The field of machine learning (ML) has developed rapidly during the past few decades, and has seemingly found function across every level of science and culture, due to the increasing size and availability of datasets and computational power, together with the continued development of algorithms and theory (Jordan and Mitchell2015; Sonnewald et al.2021). Within Earth sciences, the flexibility of ML paradigms has allowed its use in a huge variety of applications (Reichstein et al.2019), including extensive use in physical ocean modelling (van der Merwe et al.2007; Nowack et al.2018; Kochkov et al.2021). However, using ML for marine BGC models is comparatively infrequent, with the most common examples found in parameter estimation (Mattern et al.2012; Leeds et al.2013; Mattern et al.2014; Schartau et al.2017). There are only relatively few applications outside this domain such as using a statistical emulator to quantify uncertainty (Mattern et al.2013) and the prediction of hypoxia in shelf sea environments (Skákala et al.2023).

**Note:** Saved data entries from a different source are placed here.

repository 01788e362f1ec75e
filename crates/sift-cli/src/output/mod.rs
pub mod format;

#[derive(Debug, Clone, Copy, clap::ValueEnum)]
pub enum OutputFormat {
    Text,
    Json,
}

In this work, we investigate whether ML can capture the complex, non-linear relationships among biogeochemical (BGC) variables, and how these relationships depend on the evolving state of the system (i.e., are flow-dependent). Here, flow-dependent indicates that the statistical relationships or errors between variables vary with the current flow or dynamical state, rather than being constant or solely climatological. The relationships learned by the ML model are then used within a DA scheme, or as a full substitute for it. Thus, we are not attempting to directly emulate or improve BGC models via ML, but instead use ML to improve DA, and specifically to cope with the challenging problem of propagating information from observed to unobserved variables in single-model deterministic runs that, by definition, do not have an ensemble to estimate the necessary statistics. The main goal of this approach is to introduce multivariate DA into the system, whilst benefiting from the relatively low computational cost of ML. This study falls within a stream of research aimed at building suitable hybrid ML-DA schemes (see Buizza et al.2022; Cheng et al.2023, and references therein), and, to our knowledge, it is the first such attempt in the context of marine BGC.

We first use ML to learn flow-dependent correlations that are needed within a DA update step. This amounts to merging DA and ML, whereby the latter is used to accomplish a task within the DA process. We demonstrate that such an ML-based multivariate DA is efficient and accurate. As long as enough suitable data are available for training, ML is able to learn and map complex non-linear functions for propagating the information from observed to unobserved portions of the system's state.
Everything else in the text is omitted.